Aprieto los brazos contra mí, como si pudiera cerrarme sobre mi propio fuego.

Pero no es un calor suave.

Es una hoguera. Una inmolación lenta.

Ardo por él como se arde de una fiebre maldita.

Me consumo sin poder detenerme.

Cada recuerdo me quema un poco más.

Me veo contra la pared.

Su aliento en mi garganta.

Sus dedos sobre mi mandíbula.

Sus palabras, cortantes como hojas:

«No me pongas a prueba, Alba.»

Pero soy yo a quien pongo a prueba, en el fondo.

Soy yo quien juega con mis propios límites.

Soy yo quien se lanza al borde del precipicio, esperando que él me retenga... o que me empuje.

¿Por qué deseo que me pierda?

¿Que me posea?

¿Por qué ese vértigo cuando está cerca de mí?

¿Por qué mi cuerpo se abre a él mientras mi mente grita venganza?

Vine aquí para destruirlo.

Para ver su caída.

Para arrastrarlo por el polvo.

No para perderme en sus brazos.

No para vibrar a su contacto.

No para soñar con lo que habría sido una noche en sus tinieblas.

Y, sin embargo...

Cada paso que da hacia mí arranca una parte de mí misma.

Cada mirada que me lanza me quita el aliento.

Cada vez que se contiene, me rompo un poco más.

No quiero ceder.

No puedo.

Pero ya sé que estoy a punto de hacerlo.

Paso una mano por mi cabello, los dedos temblando.

Mi piel está húmeda.
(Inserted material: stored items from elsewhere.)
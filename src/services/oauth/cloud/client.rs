// services/oauth/cloud/client.rs

use std::time::Duration;

use async_trait::async_trait;
use reqwest::{Client, StatusCode};
use serde_json::{Map, Value};

use super::{
    errors::CloudAuthError,
    models::{CloudUserInfo, InstanceMetadata, TokenSet},
    service::{auth_server_url, CloudOAuthService, TokenRequest},
};

const INSTANCE_REGISTRATION_TIMEOUT: Duration = Duration::from_secs(5);

#[derive(Clone)]
pub struct CloudOAuthClient {
    pub client: Client,
    pub scheme: String,
    instance_timeout: Duration,
}

impl CloudOAuthClient {
    pub fn new(client: Client, scheme: impl Into<String>) -> Self {
        Self {
            client,
            scheme: scheme.into(),
            instance_timeout: INSTANCE_REGISTRATION_TIMEOUT,
        }
    }

    /// Overrides the 5 second cap on the instance registration call.
    pub fn with_instance_timeout(mut self, timeout: Duration) -> Self {
        self.instance_timeout = timeout;
        self
    }

    fn url(&self, server_host: &str, path: &str) -> String {
        auth_server_url(&self.scheme, server_host, path)
    }
}

#[async_trait]
impl CloudOAuthService for CloudOAuthClient {
    async fn exchange_code_for_token(
        &self,
        request: TokenRequest<'_>,
    ) -> Result<TokenSet, CloudAuthError> {
        let res = self
            .client
            .post(self.url(request.server_host, "/auth/token"))
            .basic_auth(request.client_id, Some(request.client_secret))
            .form(&[
                ("code", request.code),
                ("grant_type", "authorization_code"),
                ("redirect_uri", request.redirect_uri),
            ])
            .send()
            .await
            .map_err(|_| CloudAuthError::TokenExchangeFailed)?;

        if !res.status().is_success() {
            return Err(CloudAuthError::TokenExchangeRejected(res.status()));
        }

        let raw: Map<String, Value> = res
            .json()
            .await
            .map_err(|_| CloudAuthError::InvalidTokenJson)?;

        TokenSet::from_token_response(raw, chrono::Utc::now().timestamp())
    }

    async fn fetch_user_info(
        &self,
        server_host: &str,
        access_token: &str,
    ) -> Result<CloudUserInfo, CloudAuthError> {
        let res = self
            .client
            .get(self.url(server_host, "/auth/userinfo"))
            .bearer_auth(access_token)
            .send()
            .await
            .map_err(|_| CloudAuthError::UserInfoFetchFailed)?;

        let status = res.status();
        if status != StatusCode::OK {
            let body = res.text().await.unwrap_or_default();
            return Err(CloudAuthError::UserInfoFailed { status, body });
        }

        res.json()
            .await
            .map_err(|_| CloudAuthError::InvalidUserInfo)
    }

    async fn register_instance(
        &self,
        server_host: &str,
        access_token: &str,
        metadata: &InstanceMetadata,
    ) -> Result<(), CloudAuthError> {
        let res = self
            .client
            .put(self.url(server_host, "/cloud/instance"))
            .bearer_auth(access_token)
            .json(metadata)
            .timeout(self.instance_timeout)
            .send()
            .await
            .map_err(CloudAuthError::InstanceRegistrationTransport)?;

        if res.status() != StatusCode::OK {
            return Err(CloudAuthError::InstanceRegistrationFailed(res.status()));
        }

        Ok(())
    }
}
Mi corazón late demasiado rápido.

Siento la falla abrirse, amplia, cavernosa, lista para engullirme.

Y ya no tengo fuerzas para cerrarla.

Y pienso en él, de nuevo.

En sus silencios.

En su rabia contenida.

En ese dolor que mantiene enjaulado.

En esa falla en él que responde a la mía.

En esa parte de sombra que se parece demasiado a mí como para que sea un azar.

Sandro Moretti es una tormenta.

Y estoy a punto de sumergirme en ella, sin boya, sin defensa.

Quizás quiero que me arranque de mí misma.

Quizás quiero desaparecer entre sus manos.

Habrá un momento en que ya no podré retroceder.

Un momento en que no habrá vuelta atrás posible.

Siento que se acerca.

Siento que acecha.

Siento que me espera.

Finalmente me enderezo, como en un sobresalto.

Subo las escaleras, lentamente.

Pero no voy a dormir. Lo sé.

Solo voy a encerrarme en esta habitación, acurrucarme contra la cama fría, y pensar en él.

En lo que he huido.

En lo que he despertado.

En lo que él ha despertado en mí.

Y en la oscuridad, rezaré para que esta hoguera se apague.

Pero ya sé que es demasiado tarde.

El fuego está aquí.

Y ya estoy ardiendo.

Sin que él haya necesitado realmente rozarme.

Sin que haya pronunciado otra cosa que una advertencia.

Y ya no sé si quiero extinguirme o abrazarme hasta las cenizas.